# [SOLVED] Asus K55V i7



## Xatan (May 23, 2011)

is it good for photoshop, diablo 3 max res and other games?


----------



## Learn2day (Feb 16, 2012)

*Re: Asus K55V i7*

Can you post complete specs or complete model number? Dunno if the GPU is a 610m or 630m, but either way, it's a fairly decent DDR3 card. If you're looking for top performance, choose a DDR5 GPU instead.

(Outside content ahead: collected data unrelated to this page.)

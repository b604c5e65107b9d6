// ==========================================
// Abrazaderas - command line
// ==========================================
// Usage:
//   abrazaderas <encode|decode|parse|quote|diameters> <json-or-text>
//   abrazaderas import <file>... [--dry-run]
//
// Results are printed to stdout as JSON; logs go to stderr.
// The CLI has no catalog to write to, so imports always run as dry runs.
// ==========================================

use abrazaderas::api::ClampApi;
use abrazaderas::catalog::MemoryCatalog;
use abrazaderas::config::ConfigManager;
use abrazaderas::domain::ClampImportReport;
use abrazaderas::importer::{ClampImporter, ClampImporterImpl};
use abrazaderas::{i18n, logging};
use std::path::PathBuf;
use std::process::ExitCode;
use std::sync::Arc;

const USAGE: &str = "usage:\n  abrazaderas <encode|decode|parse|quote|diameters> <json-or-text>\n  abrazaderas import <file>... [--dry-run]   (validation only, nothing is stored)";

#[tokio::main]
async fn main() -> ExitCode {
    logging::init();
    i18n::init_from_env();

    let args: Vec<String> = std::env::args().skip(1).collect();
    let Some(command) = args.first() else {
        eprintln!("{}", USAGE);
        return ExitCode::from(2);
    };

    tracing::info!(version = abrazaderas::VERSION, command = %command, "{}", abrazaderas::APP_NAME);

    if command == "import" {
        return run_import(&args[1..]).await;
    }

    let config = match ConfigManager::load() {
        Ok(config) => config,
        Err(e) => {
            tracing::error!(error = %e, "config load failed");
            eprintln!("{}", e);
            return ExitCode::FAILURE;
        }
    };

    let body = args[1..].join(" ");
    let api = ClampApi::new(config);
    let output = api.handle_json(command, &body);
    println!("{}", output);

    let ok = serde_json::from_str::<serde_json::Value>(&output)
        .ok()
        .and_then(|v| v.get("ok").and_then(|ok| ok.as_bool()))
        .unwrap_or(false);
    if ok {
        ExitCode::SUCCESS
    } else {
        ExitCode::FAILURE
    }
}

/// Files to import; flags are ignored.
fn import_files(args: &[String]) -> Vec<PathBuf> {
    args.iter()
        .filter(|a| !a.starts_with("--"))
        .map(PathBuf::from)
        .collect()
}

/// Dry-run every file against `catalog`.
async fn validate_imports(
    catalog: Arc<MemoryCatalog>,
    files: Vec<PathBuf>,
) -> Vec<Result<ClampImportReport, String>> {
    ClampImporterImpl::new(catalog)
        .batch_import(files, true)
        .await
}

async fn run_import(args: &[String]) -> ExitCode {
    let files = import_files(args);
    if files.is_empty() {
        eprintln!("{}", USAGE);
        return ExitCode::from(2);
    }
    if !args.iter().any(|a| a == "--dry-run") {
        tracing::warn!("no catalog is attached to the CLI; running the import as a dry run");
    }

    let results = validate_imports(Arc::new(MemoryCatalog::new()), files).await;

    let mut failed = false;
    for result in results {
        match result {
            Ok(report) => match serde_json::to_string_pretty(&report) {
                Ok(json) => println!("{}", json),
                Err(e) => {
                    eprintln!("{}", e);
                    failed = true;
                }
            },
            Err(message) => {
                eprintln!("{}", message);
                failed = true;
            }
        }
    }

    if failed {
        ExitCode::FAILURE
    } else {
        ExitCode::SUCCESS
    }
}
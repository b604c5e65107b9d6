// ==========================================
// Abrazaderas - diameter equivalence table
// ==========================================
// Human diameter token ("9/16") <-> compacted digits ("916")
// Unmapped tokens fall back to digit stripping and are flagged
// ==========================================

use crate::domain::error::{ClampError, ClampResult};
use crate::domain::types::ClampField;
use crate::i18n::{t, t_with_args};
use std::collections::BTreeMap;
use tracing::debug;

/// Validated equivalences. Anything else is marked as requiring a mapping.
pub const STANDARD_DIAMETERS: [(&str, &str); 12] = [
    ("7/16", "716"),
    ("1/2", "12"),
    ("9/16", "916"),
    ("11/16", "1116"),
    ("5/8", "58"),
    ("3/4", "34"),
    ("7/8", "78"),
    ("1", "1"),
    ("18", "18"),
    ("20", "20"),
    ("22", "22"),
    ("24", "24"),
];

/// Trim, uppercase and collapse inner whitespace.
pub(crate) fn normalize_key(value: &str) -> String {
    value
        .split_whitespace()
        .collect::<Vec<_>>()
        .join(" ")
        .to_uppercase()
}

/// Result of compacting a human diameter.
#[derive(Debug, Clone, PartialEq, Eq)]
pub struct CompactDiameter {
    pub compact: String,
    pub requires_mapping: bool,
    pub warnings: Vec<String>,
}

// ==========================================
// DiameterTable
// ==========================================
// Immutable once built; extended tables are new values.
#[derive(Debug, Clone, PartialEq, Eq)]
pub struct DiameterTable {
    human_to_compact: BTreeMap<String, String>,
    compact_to_human: BTreeMap<String, String>,
}

impl Default for DiameterTable {
    fn default() -> Self {
        Self::with_entries(STANDARD_DIAMETERS.iter().copied())
    }
}

impl DiameterTable {
    /// Build a table from (human, compact) pairs. Later pairs win on conflicts.
    pub fn with_entries<I, H, C>(entries: I) -> Self
    where
        I: IntoIterator<Item = (H, C)>,
        H: AsRef<str>,
        C: AsRef<str>,
    {
        let mut human_to_compact = BTreeMap::new();
        let mut compact_to_human = BTreeMap::new();
        for (human, compact) in entries {
            let human = normalize_key(human.as_ref());
            let compact = compact.as_ref().trim().to_string();
            if human.is_empty() || compact.is_empty() {
                continue;
            }
            human_to_compact.insert(human.clone(), compact.clone());
            compact_to_human.insert(compact, human);
        }
        Self {
            human_to_compact,
            compact_to_human,
        }
    }

    /// Copy of this table with extra pairs layered on top.
    pub fn extended<I, H, C>(&self, extra: I) -> Self
    where
        I: IntoIterator<Item = (H, C)>,
        H: AsRef<str>,
        C: AsRef<str>,
    {
        let base = self
            .human_to_compact
            .iter()
            .map(|(h, c)| (h.clone(), c.clone()))
            .collect::<Vec<_>>();
        let extra = extra
            .into_iter()
            .map(|(h, c)| (h.as_ref().to_string(), c.as_ref().to_string()))
            .collect::<Vec<_>>();
        Self::with_entries(base.into_iter().chain(extra))
    }

    pub fn len(&self) -> usize {
        self.human_to_compact.len()
    }

    pub fn is_empty(&self) -> bool {
        self.human_to_compact.is_empty()
    }

    pub fn contains_compact(&self, compact: &str) -> bool {
        self.compact_to_human.contains_key(compact)
    }

    pub fn compact_for(&self, human: &str) -> Option<&str> {
        self.human_to_compact
            .get(&normalize_key(human))
            .map(String::as_str)
    }

    pub fn human_for(&self, compact: &str) -> Option<&str> {
        self.compact_to_human.get(compact.trim()).map(String::as_str)
    }

    pub fn compact_keys(&self) -> impl Iterator<Item = &str> {
        self.compact_to_human.keys().map(String::as_str)
    }

    /// Compact a human diameter.
    ///
    /// # Behaviour
    /// - exact table hit: mapped value, no warnings
    /// - otherwise: digits only; tokens with `/` or a space are flagged as
    ///   requiring a mapping (a warning in lenient mode, an error in strict mode)
    pub fn to_compact(&self, human: &str, strict: bool) -> ClampResult<CompactDiameter> {
        let normalized = normalize_key(human);
        if normalized.is_empty() {
            return Err(ClampError::validation(
                ClampField::Diametro,
                t("clamp.diameter_required"),
            ));
        }

        if let Some(compact) = self.human_to_compact.get(&normalized) {
            return Ok(CompactDiameter {
                compact: compact.clone(),
                requires_mapping: false,
                warnings: Vec::new(),
            });
        }

        let compact: String = normalized.chars().filter(|c| c.is_ascii_digit()).collect();
        if compact.is_empty() {
            return Err(ClampError::validation(
                ClampField::Diametro,
                t("clamp.diameter_not_compactable"),
            ));
        }

        let requires_mapping = normalized.contains('/') || normalized.contains(' ');
        let mut warnings = Vec::new();
        if requires_mapping {
            if strict {
                return Err(ClampError::validation(
                    ClampField::Diametro,
                    t_with_args("clamp.diameter_requires_mapping", &[("diameter", human)]),
                ));
            }
            debug!(diameter = %human, compact = %compact, "unmapped diameter compacted by digit stripping");
            warnings.push(t_with_args(
                "clamp.diameter_unmapped_warning",
                &[("diameter", human), ("compact", &compact)],
            ));
        }

        Ok(CompactDiameter {
            compact,
            requires_mapping,
            warnings,
        })
    }

    /// Reverse lookup; unknown compact values come back unchanged.
    pub fn to_human(&self, compact: &str) -> String {
        self.human_for(compact)
            .map(str::to_string)
            .unwrap_or_else(|| compact.to_string())
    }
}

#[cfg(test)]
mod tests {
    use super::*;

    #[test]
    fn test_standard_lookup() {
        let table = DiameterTable::default();
        let c = table.to_compact("9/16", false).unwrap();
        assert_eq!(c.compact, "916");
        assert!(!c.requires_mapping);
        assert!(c.warnings.is_empty());
        assert_eq!(table.to_human("916"), "9/16");
    }

    #[test]
    fn test_round_trip_all_standard_keys() {
        let table = DiameterTable::default();
        for (human, _) in STANDARD_DIAMETERS {
            let c = table.to_compact(human, true).unwrap();
            assert_eq!(table.to_human(&c.compact), human);
        }
    }

    #[test]
    fn test_whitespace_normalized() {
        let table = DiameterTable::default();
        assert_eq!(table.to_compact("  3/4 ", false).unwrap().compact, "34");
    }

    #[test]
    fn test_unmapped_fraction_lenient() {
        let table = DiameterTable::default();
        let c = table.to_compact("1 1/8", false).unwrap();
        assert_eq!(c.compact, "118");
        assert!(c.requires_mapping);
        assert_eq!(c.warnings.len(), 1);
    }

    #[test]
    fn test_unmapped_fraction_strict() {
        let table = DiameterTable::default();
        let err = table.to_compact("1 1/8", true).unwrap_err();
        assert_eq!(err.field(), Some(ClampField::Diametro));
    }

    #[test]
    fn test_unmapped_plain_number_not_flagged() {
        let table = DiameterTable::default();
        let c = table.to_compact("16", true).unwrap();
        assert_eq!(c.compact, "16");
        assert!(!c.requires_mapping);
    }

    #[test]
    fn test_empty_and_non_numeric() {
        let table = DiameterTable::default();
        assert!(table.to_compact("   ", false).is_err());
        assert!(table.to_compact("abc", false).is_err());
    }

    #[test]
    fn test_to_human_fallback() {
        let table = DiameterTable::default();
        assert_eq!(table.to_human("118"), "118");
    }

    #[test]
    fn test_extended_table() {
        let table = DiameterTable::default().extended([("1 1/8", "118")]);
        let c = table.to_compact("1 1/8", true).unwrap();
        assert_eq!(c.compact, "118");
        assert!(!c.requires_mapping);
        assert_eq!(table.to_human("118"), "1 1/8");
        // base table untouched
        assert!(!DiameterTable::default().contains_compact("118"));
    }
}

Happy shopping.


----------



## Xatan (May 23, 2011)

*Re: Asus K55V i7*

*@Learn2day* here

Asus K55V i7
Specs

Processor: Intel Core i7-3610QM 2.3GHZ
RAM: DDR3 4GB
HDD Capacity: 750GB
USB port: Yes, 3.0
Video Card: Nvidia GeForce 610M 2GB
Screen size: 15.6 inch
price: 851.69 USD


----------



## Learn2day (Feb 16, 2012)

*Re: Asus K55V i7*

Worse GPU of the bunch. My Samsung discrete 540m is better, and 630m come on top of those two. Also, for that price i'd expect at least 6GB, if not 8GB RAM.. In my opinion, for that price, you should look at other laptops. Good luck and happy shopping.

Source 610m vs 540m:
NVIDIA GeForce 610M or nVidia GeForce 540M? - Yahoo! Answers


----------